Sanger sequencing data
The Sanger High-Throughput Sequencing Data Import tool is designed to handle the large volumes of Sanger data. Formats supported are ab, abi, ab1, scf and phd. Compressed data in gzip format is also supported (.gz).
Sanger sequencing data can also be imported using the standard Import () tool (Import bioinformatics data). The following are key differences of the high throughput importer when compared to the standard importer:
- It is designed to handle large volumes of data efficently.
- A given batch of sequences is imported to a single sequence list. The standard importer creates a single sequence element for each imported sequence.
- The chromatogram traces are removed (quality scores remain). This improves performance; trace data takes up a lot of disk space, and this can impact speed and memory consumption of downstream analyses.
- Paired reads are supported.
Sanger data can also be imported during a workflow run using on-the-fly import, described in Launching workflows individually and in batches. Both the standard importer ("Trace files") and the high throughput importer ("Sanger") are available using the on-the-fly import.

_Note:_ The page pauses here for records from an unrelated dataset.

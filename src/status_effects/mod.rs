//! Status effects module - timed, ticking and permanent modifiers carried by
//! actors, with per-kind stacking rules.

mod effect;
mod effector;
mod plugin;
mod systems;

pub use effect::*;
pub use effector::{ApplyOutcome, StatusEffector};
pub use plugin::StatusEffectsPlugin;
pub use systems::{
    ApplyStatusEffectEvent, EffectOutbox, RemoveStatusEffectEvent, StatusEffectExpiredEvent,
};
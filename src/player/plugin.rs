//! Player plugin - input, camera, locomotion and player death.

use bevy::prelude::*;

use super::components::*;
use super::debug::{debug_level_up, debug_toggle_invincible};
use super::input::read_player_input;
use super::movement::{grab_cursor, mouse_look, player_locomotion, release_cursor};
use crate::core::{DeathEvent, GameState, GameplaySet};

/// Player plugin - handles player input, movement, and camera.
pub struct PlayerPlugin;

impl Plugin for PlayerPlugin {
    fn build(&self, app: &mut App) {
        app.init_resource::<PlayerConfig>()
            .add_systems(OnEnter(GameState::InGame), grab_cursor)
            .add_systems(OnExit(GameState::InGame), release_cursor)
            .add_systems(
                Update,
                (mouse_look, read_player_input, player_locomotion)
                    .chain()
                    .in_set(GameplaySet::Input),
            )
            .add_systems(
                Update,
                (debug_level_up, debug_toggle_invincible).in_set(GameplaySet::Input),
            )
            .add_systems(Update, end_run_on_player_death.in_set(GameplaySet::States));
    }
}

/// The run is over once the player dies.
fn end_run_on_player_death(
    mut deaths: EventReader<DeathEvent>,
    players: Query<(), With<Player>>,
    mut next_state: ResMut<NextState<GameState>>,
) {
    for death in deaths.read() {
        if players.contains(death.entity) {
            info!("Player died, game over");
            next_state.set(GameState::GameOver);
        }
    }
}
//! World module - the land grid, per-land enemy spawners, world events and
//! the phases a run moves through between them.

mod data;
mod debug;
mod events;
mod flow;
mod geometry;
mod land;
mod manager;
mod plugin;
mod progression;
mod spawner;
mod systems;

pub use data::WorldConfig;
pub use events::{formatted_time, EventStatus, WorldEvent, WorldEventKind};
pub use flow::{EmpowerLandRequest, LandCursor, PlaceLandRequest, SelectWorldEvent};
pub use geometry::{LandFloor, WorldGeometry};
pub use land::{Land, LandError, LandGrid, LAND_SCALE, MAX_LAND_LEVEL, MIN_LAND_LEVEL};
pub use manager::EventManager;
pub use plugin::WorldPlugin;
pub use progression::Progression;
pub use spawner::{EnemySpawner, SpawnRequest, SpawnerConfig, SpawnerNotice};
pub use systems::{EscortPath, EventObjective};
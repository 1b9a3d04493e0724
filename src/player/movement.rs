//! First-person camera, locomotion states and player spawning.

use bevy::input::mouse::MouseMotion;
use bevy::prelude::*;
use bevy::window::{CursorGrabMode, PrimaryWindow};
use bevy_rapier3d::prelude::*;

use super::components::*;
use super::state::{dash_speed, PlayerState, DASH_DURATION};
use crate::aspects::{AspectsManager, LevelSystem};
use crate::combat::{ComboTracker, Weapon};
use crate::entities::{actor_bundle, EntityState, EntityStats, Motion, StateMachine, PLAYER_TEAM};

/// Grab and hide cursor when entering gameplay.
pub fn grab_cursor(mut window_query: Query<&mut Window, With<PrimaryWindow>>) {
    if let Ok(mut window) = window_query.get_single_mut() {
        window.cursor_options.grab_mode = CursorGrabMode::Locked;
        window.cursor_options.visible = false;
    }
}

/// Release cursor when leaving gameplay.
pub fn release_cursor(mut window_query: Query<&mut Window, With<PrimaryWindow>>) {
    if let Ok(mut window) = window_query.get_single_mut() {
        window.cursor_options.grab_mode = CursorGrabMode::None;
        window.cursor_options.visible = true;
    }
}

/// Yaw the player body and pitch the child camera.
pub fn mouse_look(
    mut mouse_motion: EventReader<MouseMotion>,
    config: Res<PlayerConfig>,
    mut player_query: Query<&mut Transform, With<Player>>,
    mut camera_query: Query<(&mut Transform, &mut PlayerCamera), Without<Player>>,
) {
    let delta: Vec2 = mouse_motion.read().map(|event| event.delta).sum();
    if delta == Vec2::ZERO {
        return;
    }

    let Ok(mut player_transform) = player_query.get_single_mut() else {
        return;
    };
    let Ok((mut camera_transform, mut camera)) = camera_query.get_single_mut() else {
        return;
    };

    let sensitivity = config.mouse_sensitivity * 0.001;
    let y_invert = if config.invert_y { -1.0 } else { 1.0 };

    player_transform.rotate_y(-delta.x * sensitivity);

    // About 80 degrees either way
    camera.pitch = (camera.pitch - delta.y * sensitivity * y_invert).clamp(-1.4, 1.4);
    camera_transform.rotation = Quat::from_rotation_x(camera.pitch);
}

/// What the locomotion step needs to know about the player this frame.
#[derive(Debug, Clone, Copy)]
pub struct LocomotionView {
    pub move_direction: Vec3,
    pub facing: Vec3,
    pub grounded: bool,
    pub vertical_velocity: f32,
    pub speed: f32,
    /// Ground normal, when standing on a slope too steep to hold
    pub steep_ground: Option<Vec3>,
}

/// Velocity changes and the state to switch to.
#[derive(Debug, Clone, Default, PartialEq)]
pub struct LocomotionStep {
    pub horizontal: Option<Vec3>,
    pub vertical: Option<f32>,
    pub next: Option<PlayerState>,
}

/// Horizontal direction a body slides down a surface with this normal.
pub fn downhill(normal: Vec3) -> Vec3 {
    let along = Vec3::NEG_Y - normal * normal.dot(Vec3::NEG_Y);
    Vec3::new(along.x, 0.0, along.z).normalize_or_zero()
}

fn grounded_state(view: &LocomotionView) -> PlayerState {
    if view.move_direction == Vec3::ZERO {
        PlayerState::Idle
    } else {
        PlayerState::Walk
    }
}

/// Advance one locomotion state by `delta` seconds of local time.
pub fn step_locomotion(
    state: &mut PlayerState,
    view: &LocomotionView,
    delta: f32,
    slide_speed: f32,
) -> LocomotionStep {
    let walking = Some(view.move_direction * view.speed);
    let falling = !view.grounded && view.vertical_velocity < 0.0;

    match state {
        PlayerState::Idle | PlayerState::Walk => {
            let next = if view.steep_ground.is_some() {
                Some(PlayerState::Slide { elapsed: 0.0 })
            } else if falling {
                Some(PlayerState::Fall)
            } else {
                Some(grounded_state(view)).filter(|next| *next != *state)
            };
            LocomotionStep {
                horizontal: walking,
                next,
                ..default()
            }
        }
        PlayerState::Jump => LocomotionStep {
            horizontal: walking,
            next: (view.vertical_velocity < 0.0).then_some(PlayerState::Fall),
            ..default()
        },
        PlayerState::Fall => LocomotionStep {
            horizontal: walking,
            next: view.grounded.then(|| grounded_state(view)),
            ..default()
        },
        PlayerState::Dash { elapsed } => {
            *elapsed += delta;
            let direction = if view.move_direction == Vec3::ZERO {
                Vec3::new(view.facing.x, 0.0, view.facing.z).normalize_or_zero()
            } else {
                view.move_direction
            };
            let next = (*elapsed >= DASH_DURATION).then(|| {
                if view.grounded {
                    PlayerState::Walk
                } else {
                    PlayerState::Fall
                }
            });
            LocomotionStep {
                horizontal: Some(direction * dash_speed(*elapsed, view.speed)),
                vertical: Some(0.0),
                next,
            }
        }
        PlayerState::Slide { elapsed } => {
            *elapsed += delta;
            match view.steep_ground {
                Some(normal) => LocomotionStep {
                    horizontal: Some(downhill(normal) * slide_speed),
                    ..default()
                },
                None => LocomotionStep {
                    horizontal: Some(Vec3::ZERO),
                    next: Some(if falling {
                        PlayerState::Fall
                    } else {
                        grounded_state(view)
                    }),
                    ..default()
                },
            }
        }
        PlayerState::Charge { elapsed } => {
            *elapsed += delta;
            LocomotionStep {
                horizontal: Some(Vec3::ZERO),
                ..default()
            }
        }
        // Attacks are driven by the combat systems
        PlayerState::Attack { .. } => LocomotionStep::default(),
        PlayerState::Ability {
            elapsed, duration, ..
        } => {
            *elapsed += delta;
            LocomotionStep {
                next: (*elapsed >= *duration).then(|| grounded_state(view)),
                ..default()
            }
        }
    }
}

/// Ground normal under the player when it is steeper than `max_angle` degrees.
fn steep_ground(
    context: &RapierContext,
    entity: Entity,
    position: Vec3,
    max_angle: f32,
) -> Option<Vec3> {
    // Capsule bottom sits 0.8 below the centre
    let (_, hit) = context.cast_ray_and_get_normal(
        position - Vec3::Y * 0.75,
        Vec3::NEG_Y,
        0.3,
        true,
        QueryFilter::default().exclude_collider(entity),
    )?;
    (hit.normal.angle_between(Vec3::Y).to_degrees() > max_angle).then_some(hit.normal)
}

/// Drive the player's movement states into its motion.
pub fn player_locomotion(
    time: Res<Time>,
    config: Res<PlayerConfig>,
    rapier_context: Query<&RapierContext>,
    mut players: Query<
        (
            Entity,
            &Transform,
            &PlayerControls,
            &EntityStats,
            &mut StateMachine,
            &mut Motion,
        ),
        With<Player>,
    >,
) {
    let context = rapier_context.get_single().ok();

    for (entity, transform, controls, stats, mut machine, mut motion) in &mut players {
        let delta = stats.local_delta(time.delta_secs());

        let steep = if motion.grounded {
            context.and_then(|context| {
                steep_ground(context, entity, transform.translation, config.slide_angle)
            })
        } else {
            None
        };
        let view = LocomotionView {
            move_direction: controls.move_direction,
            facing: transform.forward().as_vec3(),
            grounded: motion.grounded,
            vertical_velocity: motion.velocity.y,
            speed: stats.movement_speed(),
            steep_ground: steep,
        };

        let step = match machine.current_mut() {
            EntityState::Player(state) => step_locomotion(state, &view, delta, config.slide_speed),
            EntityState::Launch { .. } => continue,
            _ => LocomotionStep {
                horizontal: Some(Vec3::ZERO),
                ..default()
            },
        };

        if let Some(horizontal) = step.horizontal {
            motion.set_horizontal(horizontal);
        }
        if let Some(vertical) = step.vertical {
            motion.velocity.y = vertical;
        }
        if let Some(next) = step.next {
            machine.change_state(EntityState::Player(next), false);
        }
    }
}

/// Spawn the player entity with its camera.
pub fn spawn_player(
    commands: &mut Commands,
    position: Vec3,
    weapon: Weapon,
    config: &PlayerConfig,
) -> Entity {
    let stats = EntityStats::default()
        .with_max_health(config.max_health)
        .with_damage_range(config.damage_range.0, config.damage_range.1)
        .with_speed(config.base_speed);

    let player = commands
        .spawn((
            Player,
            PlayerControls::default(),
            weapon,
            ComboTracker::default(),
            AspectsManager::default(),
            LevelSystem::default(),
            actor_bundle(
                stats,
                PLAYER_TEAM,
                EntityState::Player(PlayerState::Idle),
                EntityState::Player(PlayerState::Idle),
            ),
            Transform::from_translation(position),
            Visibility::default(),
            RigidBody::KinematicPositionBased,
            Collider::capsule_y(0.5, 0.3),
            KinematicCharacterController {
                offset: CharacterLength::Absolute(0.01),
                autostep: Some(CharacterAutostep {
                    max_height: CharacterLength::Absolute(0.4),
                    min_width: CharacterLength::Absolute(0.3),
                    include_dynamic_bodies: false,
                }),
                max_slope_climb_angle: 45_f32.to_radians(),
                min_slope_slide_angle: 30_f32.to_radians(),
                snap_to_ground: Some(CharacterLength::Absolute(0.5)),
                ..default()
            },
        ))
        .id();

    // Eye level
    commands.entity(player).with_children(|parent| {
        parent.spawn((
            Camera3d::default(),
            PlayerCamera::default(),
            Transform::from_xyz(0.0, 0.4, 0.0),
        ));
    });

    info!("Spawned player at {:?}", position);
    player
}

The configuration step when using the high throughput Sanger importer is shown in figure 7.14.
Figure 7.14: Selecting input and configuring a high throughput Sanger import
Configuring the import:
- Paired reads Import pairs of reads into a single sequence list. When enabled, the files selected for import will be sorted, and then the first and second file will be imported together as paired reads, the third and fourth file will be imported together as paired reads, etc. The selection of "Forward-reverse" or "Reverse-forward" in the "Paired read information" area determines whether the first file is treated as containing forward reads and the second file reverse reads, or vice versa. As an example, with two files:
sample1_fwd
containing forward reads andsample1_rev
containing reverse reads, and selecting the "Forward-reverse" option, you would get a single sequence list, marked as containing paired reads, with the pairs in the expected orientation. Insert sizes can also be specified, using the "Minimum distance" and "Maximum distance" settings. Data sets with different insert sizes should be imported separately. Read more about handling paired data. - Discard read names Selecting this option saves disk space. Names of individual sequences are often irrelevant in large datasets.
- Discard quality scores Selecting this option can save substantial space, and can decrease memory consumption for downstream activities. Quality scores should be retained if they are relevant to your work. For example, quality scores are used for variant detection and can (optionally) be seen displayed in views of read mappings.
The next wizard step provides some options for handling the results. When the option to "Create subfolders per batch unit" is enabled, each sequence list created will be put into its own subfolder. This can be helpful for running analyses in batches and for organizing the results of subsequent analyses.